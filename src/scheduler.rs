//! Drop timer bookkeeping
//!
//! The engine never sleeps or spawns threads. Callers pass in the current
//! instant and the scheduler reports when the next automatic drop is due.

use crate::game::{Action, Game};
use std::time::{Duration, Instant};
use tracing::debug;

/// A single repeating timer, armed only while the game runs
#[derive(Debug, Clone, Default, PartialEq, Eq)]
pub struct DropScheduler {
    interval: Option<Duration>,
    next_due: Option<Instant>,
}

impl DropScheduler {
    pub fn new() -> Self {
        Self::default()
    }

    /// Match the timer to the game's current drop interval.
    ///
    /// A new or changed interval restarts the countdown from `now`. `None`
    /// cancels the timer.
    pub fn sync(&mut self, interval: Option<Duration>, now: Instant) {
        match interval {
            None => {
                if self.next_due.is_some() {
                    debug!("drop timer cancelled");
                }
                self.interval = None;
                self.next_due = None;
            }
            Some(period) => {
                if self.interval != Some(period) || self.next_due.is_none() {
                    debug!(interval_ms = period.as_millis() as u64, "drop timer armed");
                    self.interval = Some(period);
                    self.next_due = Some(now + period);
                }
            }
        }
    }

    /// Drop the current deadline so the next `sync` starts a fresh countdown
    pub fn reset(&mut self) {
        self.next_due = None;
    }

    pub fn is_armed(&self) -> bool {
        self.next_due.is_some()
    }

    pub fn interval(&self) -> Option<Duration> {
        self.interval
    }

    /// Consume one due tick, if any. The next deadline is measured from
    /// `now`, so a stalled caller never gets a burst of catch-up drops.
    pub fn poll(&mut self, now: Instant) -> bool {
        match (self.next_due, self.interval) {
            (Some(due), Some(period)) if now >= due => {
                self.next_due = Some(now + period);
                true
            }
            _ => false,
        }
    }

    /// How long a caller may wait before the next tick is due
    pub fn time_until_due(&self, now: Instant) -> Option<Duration> {
        self.next_due.map(|due| due.saturating_duration_since(now))
    }
}

/// A game together with its drop timer
#[derive(Debug, Clone)]
pub struct Driver {
    pub game: Game,
    scheduler: DropScheduler,
}

impl Driver {
    pub fn new(game: Game, now: Instant) -> Self {
        let mut scheduler = DropScheduler::new();
        scheduler.sync(game.drop_interval(), now);
        Self { game, scheduler }
    }

    pub fn scheduler(&self) -> &DropScheduler {
        &self.scheduler
    }

    /// Apply a player action and bring the timer up to date
    pub fn dispatch(&mut self, action: Action, now: Instant) {
        self.game.apply(action);
        // A fresh game gets a full interval before its first drop
        if action == Action::Restart {
            self.scheduler.reset();
        }
        self.scheduler.sync(self.game.drop_interval(), now);
    }

    /// Run any due automatic drop. Returns whether one happened.
    pub fn advance(&mut self, now: Instant) -> bool {
        let due = self.scheduler.poll(now);
        if due {
            self.game.drop_tick();
        }
        self.scheduler.sync(self.game.drop_interval(), now);
        due
    }

    /// Time until `advance` has work to do
    pub fn time_until_due(&self, now: Instant) -> Option<Duration> {
        self.scheduler.time_until_due(now)
    }
}
//! Core game state and logic
//!
//! `Game` is the whole play session. Every input, including the drop timer,
//! goes through `apply` or `drop_tick`, each of which moves the session from
//! one complete state to the next. Actions that make no sense in the current
//! state are dropped without complaint.

use crate::board::Board;
use crate::mode::{PlayMode, spawn_toward};
use crate::piece::{ActivePiece, Direction, MoveOutcome};
use crate::queue::PieceQueue;
use crate::score::{Progress, drop_interval};
use crate::tetromino::{Shape, TetrominoType};
use rand::SeedableRng;
use rand_chacha::ChaCha8Rng;
use serde::{Deserialize, Serialize};
use std::time::Duration;
use tracing::{debug, info};

/// Session lifecycle
#[derive(Debug, Clone, Copy, PartialEq, Eq, Serialize, Deserialize)]
#[serde(rename_all = "SCREAMING_SNAKE_CASE")]
pub enum GameState {
    /// Fresh session waiting for the first start
    NotStarted,
    Running,
    Paused,
    /// Topped out
    GameOver,
    /// Ended by the player; final like `GameOver`
    Abandoned,
}

impl GameState {
    /// Whether the session has ended, by losing or quitting
    pub fn is_over(&self) -> bool {
        matches!(self, GameState::GameOver | GameState::Abandoned)
    }

    /// Everything except `Running` counts as paused
    pub fn is_paused(&self) -> bool {
        *self != GameState::Running
    }
}

/// Input actions the game can process
#[derive(Debug, Clone, Copy, PartialEq, Eq, Hash)]
pub enum Action {
    Left,
    Right,
    Down,
    Rotate,
    Pause,
    Restart,
    Quit,
    ToggleQuadMode,
}

impl Action {
    pub fn all() -> [Action; 8] {
        [
            Action::Left,
            Action::Right,
            Action::Down,
            Action::Rotate,
            Action::Pause,
            Action::Restart,
            Action::Quit,
            Action::ToggleQuadMode,
        ]
    }

    /// Parse an input token such as `LEFT` or `TOGGLE_QUAD_MODE`.
    /// Case and surrounding whitespace are ignored.
    pub fn from_token(token: &str) -> Option<Action> {
        let token = token.trim();
        Self::all()
            .into_iter()
            .find(|action| action.token().eq_ignore_ascii_case(token))
    }

    pub fn token(&self) -> &'static str {
        match self {
            Action::Left => "LEFT",
            Action::Right => "RIGHT",
            Action::Down => "DOWN",
            Action::Rotate => "ROTATE",
            Action::Pause => "PAUSE",
            Action::Restart => "RESTART",
            Action::Quit => "QUIT",
            Action::ToggleQuadMode => "TOGGLE_QUAD_MODE",
        }
    }

    fn move_direction(&self) -> Option<Direction> {
        match self {
            Action::Left => Some(Direction::Left),
            Action::Right => Some(Direction::Right),
            Action::Down => Some(Direction::Down),
            _ => None,
        }
    }
}

/// Summary of the most recent lock
#[derive(Debug, Clone, Copy, PartialEq, Eq)]
pub struct LockReport {
    pub kind: TetrominoType,
    pub direction: Option<Direction>,
    pub lines: usize,
    pub points: u64,
}

impl LockReport {
    /// Name of the clear, if any lines went
    pub fn label(&self) -> Option<&'static str> {
        match self.lines {
            1 => Some("Single"),
            2 => Some("Double"),
            3 => Some("Triple"),
            4 => Some("Tetris"),
            _ => None,
        }
    }
}

/// What the leaderboard needs from a finished session
#[derive(Debug, Clone, Copy, PartialEq, Eq, Serialize, Deserialize)]
pub struct FinalResult {
    pub score: u64,
    pub level: u32,
    pub lines_cleared: u32,
}

/// The main game struct
#[derive(Debug, Clone)]
pub struct Game {
    /// Current lifecycle state
    pub state: GameState,
    /// Boards and score accumulators for the current mode
    pub mode: PlayMode,
    /// Current falling piece
    pub active: Option<ActivePiece>,
    /// Level and combined lines cleared
    pub progress: Progress,
    /// Most recent lock, for display
    pub last_lock: Option<LockReport>,
    queue: PieceQueue,
    rng: ChaCha8Rng,
}

impl Default for Game {
    fn default() -> Self {
        Self::new()
    }
}

impl Game {
    /// Create a single-mode session with a random seed
    pub fn new() -> Self {
        Self::with_seed(rand::random())
    }

    /// Create a single-mode session whose pieces follow `seed`
    pub fn with_seed(seed: u64) -> Self {
        Self::with_options(seed, false)
    }

    /// Create a session in the requested mode, waiting to be started
    pub fn with_options(seed: u64, quad: bool) -> Self {
        let mut rng = ChaCha8Rng::seed_from_u64(seed);
        let queue = PieceQueue::new(&mut rng);
        Self {
            state: GameState::NotStarted,
            mode: PlayMode::new(quad),
            active: None,
            progress: Progress::new(),
            last_lock: None,
            queue,
            rng,
        }
    }

    pub fn next_kind(&self) -> TetrominoType {
        self.queue.next_kind()
    }

    pub fn next_shape(&self) -> Shape {
        self.queue.next_shape()
    }

    /// Displayed score (sum of all directions in quad mode)
    pub fn score(&self) -> u64 {
        self.mode.total_score()
    }

    pub fn level(&self) -> u32 {
        self.progress.level
    }

    /// Combined lines cleared across every board
    pub fn lines_cleared(&self) -> u32 {
        self.progress.lines
    }

    pub fn is_paused(&self) -> bool {
        self.state.is_paused()
    }

    pub fn is_over(&self) -> bool {
        self.state.is_over()
    }

    pub fn is_quad(&self) -> bool {
        self.mode.is_quad()
    }

    /// Travel direction of the active quad-mode piece
    pub fn quad_direction(&self) -> Option<Direction> {
        self.active.and_then(|piece| piece.direction)
    }

    /// The single board, or the DOWN arm in quad mode
    pub fn board(&self) -> &Board {
        self.mode.board_for(None)
    }

    /// Drop timer period, present only while the game is running
    pub fn drop_interval(&self) -> Option<Duration> {
        (self.state == GameState::Running).then(|| drop_interval(self.progress.level))
    }

    /// Final figures for the leaderboard, once the session has ended with
    /// something to show for it
    pub fn final_result(&self) -> Option<FinalResult> {
        if !self.state.is_over() || self.score() == 0 {
            return None;
        }
        Some(FinalResult {
            score: self.score(),
            level: self.progress.level,
            lines_cleared: self.progress.lines,
        })
    }

    /// Process an action
    pub fn apply(&mut self, action: Action) {
        match action {
            Action::Left | Action::Right | Action::Down => {
                if let Some(direction) = action.move_direction() {
                    self.move_active(direction);
                }
            }
            Action::Rotate => self.rotate_active(),
            Action::Pause => self.toggle_pause(),
            Action::Restart => self.restart(),
            Action::Quit => self.quit(),
            Action::ToggleQuadMode => self.toggle_quad_mode(),
        }
    }

    /// Process a raw input token, ignoring anything unrecognised.
    /// Returns whether the token named an action.
    pub fn apply_token(&mut self, token: &str) -> bool {
        match Action::from_token(token) {
            Some(action) => {
                self.apply(action);
                true
            }
            None => {
                debug!(token, "ignoring unknown action token");
                false
            }
        }
    }

    /// One automatic drop. A tick that arrives after the game stopped
    /// running does nothing.
    pub fn drop_tick(&mut self) {
        if self.state != GameState::Running {
            debug!(state = ?self.state, "stale drop tick ignored");
            return;
        }
        let Some(piece) = self.active else {
            return;
        };
        let outcome = piece.fall(self.mode.board_for(piece.direction));
        self.settle(outcome);
    }

    fn move_active(&mut self, input: Direction) {
        if self.state != GameState::Running {
            return;
        }
        let Some(piece) = self.active else {
            return;
        };
        let outcome = piece.try_move(self.mode.board_for(piece.direction), input);
        self.settle(outcome);
    }

    fn rotate_active(&mut self) {
        if self.state != GameState::Running {
            return;
        }
        if let Some(piece) = self.active {
            self.active = Some(piece.try_rotate(self.mode.board_for(piece.direction)));
        }
    }

    fn settle(&mut self, outcome: MoveOutcome) {
        if outcome.locked {
            self.lock_piece(outcome.piece);
        } else {
            self.active = Some(outcome.piece);
        }
    }

    /// Lock the piece, clear its board, score, then bring in the next piece
    fn lock_piece(&mut self, piece: ActivePiece) {
        self.active = None;

        let board = self.mode.board_for_mut(piece.direction);
        board.lock_piece(&piece);
        let lines = board.clear_lines();

        let level_before = self.progress.level;
        let points = self.progress.record_lock(lines);
        self.mode.credit(piece.direction, points, lines);
        self.last_lock = Some(LockReport {
            kind: piece.kind,
            direction: piece.direction,
            lines,
            points,
        });
        debug!(kind = ?piece.kind, direction = ?piece.direction, lines, points, "piece locked");

        if self.progress.level > level_before {
            info!(level = self.progress.level, "level up");
        }

        self.spawn_next();
    }

    fn spawn_next(&mut self) {
        let (kind, shape) = self.queue.promote(&mut self.rng);
        let piece = self.mode.spawn(kind, shape, &mut self.rng);
        self.place_or_top_out(piece);
    }

    /// Expose a new piece, or end the game if its spawn spot is taken
    fn place_or_top_out(&mut self, piece: ActivePiece) {
        if self
            .mode
            .board_for(piece.direction)
            .collides(piece.position, &piece.shape)
        {
            self.active = None;
            self.state = GameState::GameOver;
            info!(
                score = self.score(),
                level = self.progress.level,
                lines = self.progress.lines,
                "game over"
            );
            return;
        }
        self.active = Some(piece);
    }

    fn toggle_pause(&mut self) {
        match self.state {
            GameState::NotStarted => {
                self.state = GameState::Running;
                info!(quad = self.mode.is_quad(), "game started");
                self.spawn_next();
            }
            GameState::Running => self.state = GameState::Paused,
            GameState::Paused => self.state = GameState::Running,
            GameState::GameOver | GameState::Abandoned => {
                debug!("pause ignored after game over");
            }
        }
    }

    /// Full reset in the current mode, straight into play
    fn restart(&mut self) {
        let quad = self.mode.is_quad();
        self.mode = PlayMode::new(quad);
        self.progress = Progress::new();
        self.queue = PieceQueue::new(&mut self.rng);
        self.last_lock = None;
        self.active = None;
        self.state = GameState::Running;
        info!(quad, "game restarted");
        self.spawn_next();
    }

    /// End the session, keeping the board and score as they are
    fn quit(&mut self) {
        self.active = None;
        if !self.state.is_over() {
            self.state = GameState::Abandoned;
            info!(score = self.score(), "game abandoned");
        }
    }

    fn toggle_quad_mode(&mut self) {
        if self.state == GameState::Running {
            debug!("quad mode toggle ignored while running");
            return;
        }

        let previous = std::mem::replace(&mut self.mode, PlayMode::new(false));
        self.mode = previous.toggled();
        info!(quad = self.mode.is_quad(), "quad mode toggled");

        if let Some(piece) = self.active.take() {
            self.retag(piece);
        }
    }

    /// Move an in-flight piece into the newly selected mode
    fn retag(&mut self, piece: ActivePiece) {
        if self.mode.is_quad() {
            let direction = Direction::random(&mut self.rng);
            let moved = spawn_toward(direction, piece.kind, piece.shape);
            let fits = !self
                .mode
                .board_for(moved.direction)
                .collides(moved.position, &moved.shape);
            // The old board is now the DOWN arm, so the current spot is still free there
            self.active = Some(if fits {
                moved
            } else {
                ActivePiece {
                    direction: Some(Direction::Down),
                    ..piece
                }
            });
            return;
        }

        match piece.direction {
            None | Some(Direction::Down) => {
                self.active = Some(ActivePiece {
                    direction: None,
                    ..piece
                });
            }
            Some(_) => self.place_or_top_out(ActivePiece::spawn(piece.kind, piece.shape)),
        }
    }
}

* Exercise description
Every line above that holds the word "only" is to be found and copied.

* Result of the task
/// A single repeating timer, armed only while the game runs
    /// Drop timer period, present only while the game is running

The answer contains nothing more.